Systems and methods are provided for storing excess heat from subsea flowlines. The methods described herein may include generating power from a renewable energy source; heating one or more heater cables surrounding a subsea flowline with the power from the renewable energy source to a temperature at least a threshold above a temperature necessary to prevent hydrate or wax formation within the subsea flowline; storing excess heat generated by the one or more heater cables in the seafloor; and decreasing a heat loss of the subsea flowline with the excess heat generated by the one or more heater cables when the power from the renewable energy source is insufficient to heat the one or more heater cables to the temperature necessary to prevent hydrate or wax formation within the subsea flowline.

Description

    TECHNICAL FIELD
  • The technology described in this patent document relates generally to flowlines of natural gas and crude oil applications.
  • BACKGROUND
  • Subsea flowlines are commonly implemented in natural gas and crude oil well environments that can facilitate transporting gas and oil mixtures from a well underneath a sea to a particular location. Available flowlines may operate at a temperature in which hydrate or wax deposits can form within the natural gas or crude oil mixture. There is therefore a need for a flowline that operates at a temperature in which hydrate or wax formation is reduced or prevented.
  • SUMMARY
  • Embodiments of the present disclosure include a system. In some example embodiments, the system includes a renewable energy source configured to generate electrical power; a subsea flowline buried underneath a seafloor; and one or more heater cables surrounding the subsea flowline. The one or more heater cables may be configured to receive the electrical power from the renewable energy source and to heat the subsea flowline to a temperature at least a threshold above a temperature necessary to prevent hydrate or wax formation within the subsea flowline, the heating of the subsea flowline based on the electrical power; and store excess heat generated by the one or more heater cables in the seafloor, the excess heat based on heating the subsea flowline to the temperature above the temperature necessary to prevent hydrate or wax formation, the excess heat decreasing a heat loss of the subsea flowline when the power from the renewable energy source is insufficient to heat the one or more heater cables to the temperature necessary to prevent hydrate or wax formation within the subsea flowline.

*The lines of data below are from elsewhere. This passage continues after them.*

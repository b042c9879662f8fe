use std::io::{Read, Result};

#[allow(dead_code)]
pub struct FaultyReader<R: Read> {
    inner: R,
    mode: FaultMode,
    counter: usize,
    delivered: usize,
}

#[allow(dead_code)]
pub enum FaultMode {
    OneByteChunks,
    InterruptedEvery(usize),
    /// Clean EOF from the n-th read call on.
    PrematureEofAt(usize),
    /// Never hands out more than n bytes per call, so headers arrive split.
    ShortReads(usize),
    /// Clean EOF once n bytes in total have been delivered, wherever that lands.
    EofAfterBytes(usize),
}

#[allow(dead_code)]
impl<R: Read> FaultyReader<R> {
    pub fn new(inner: R, mode: FaultMode) -> Self {
        Self {
            inner,
            mode,
            counter: 0,
            delivered: 0,
        }
    }
}

impl<R: Read> Read for FaultyReader<R> {
    fn read(&mut self, buf: &mut [u8]) -> Result<usize> {
        self.counter += 1;
        match self.mode {
            FaultMode::OneByteChunks => {
                if buf.is_empty() {
                    return Ok(0);
                }
                let mut tmp = [0u8; 1];
                match self.inner.read(&mut tmp) {
                    Ok(0) => Ok(0),
                    Ok(1) => {
                        buf[0] = tmp[0];
                        Ok(1)
                    }
                    Ok(_) => unreachable!(),
                    Err(e) => Err(e),
                }
            }
            FaultMode::InterruptedEvery(n) if n != 0 && self.counter % n == 0 => {
                Err(std::io::Error::from(std::io::ErrorKind::Interrupted))
            }
            FaultMode::PrematureEofAt(n) if self.counter >= n => Ok(0),
            FaultMode::ShortReads(n) => {
                let len = buf.len().min(n);
                self.inner.read(&mut buf[..len])
            }
            FaultMode::EofAfterBytes(n) => {
                let len = buf.len().min(n.saturating_sub(self.delivered));
                if len == 0 {
                    return Ok(0);
                }
                let read = self.inner.read(&mut buf[..len])?;
                self.delivered += read;
                Ok(read)
            }
            _ => self.inner.read(buf),
        }
    }
}

/// Counts the bytes pulled from the inner reader.
#[allow(dead_code)]
pub struct CountingReader<R: Read> {
    inner: R,
    pub bytes_read: usize,
}

#[allow(dead_code)]
impl<R: Read> CountingReader<R> {
    pub fn new(inner: R) -> Self {
        Self {
            inner,
            bytes_read: 0,
        }
    }
}

impl<R: Read> Read for CountingReader<R> {
    fn read(&mut self, buf: &mut [u8]) -> Result<usize> {
        let n = self.inner.read(buf)?;
        self.bytes_read += n;
        Ok(n)
    }
}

  • The one or more heater cables may be further configured to limit the temperature of the one or more heater cables to a minimum predetermined temperature that damages the subsea flowline. The system may further comprise a sensor configured to generate an alert signal that is based on a determination that the renewable energy source is not supplying the power necessary to heat the one or more heater cables to a temperature at least the threshold above a temperature necessary to prevent hydrate or wax formation within the subsea flowline. In some example embodiments, the renewable energy source comprises a wind turbine. In other example embodiments, the renewable energy source comprises a solar panel. The subsea flowline may comprise a hollow region configured to transport natural gas or crude oil, a pipe surrounding the hollow region, and a coating surrounding the pipe that is configured to prevent corrosion of the pipe. The pipe may be a carbon steel pipe. The system may further comprise thermal insulation surrounding the subsea flowline.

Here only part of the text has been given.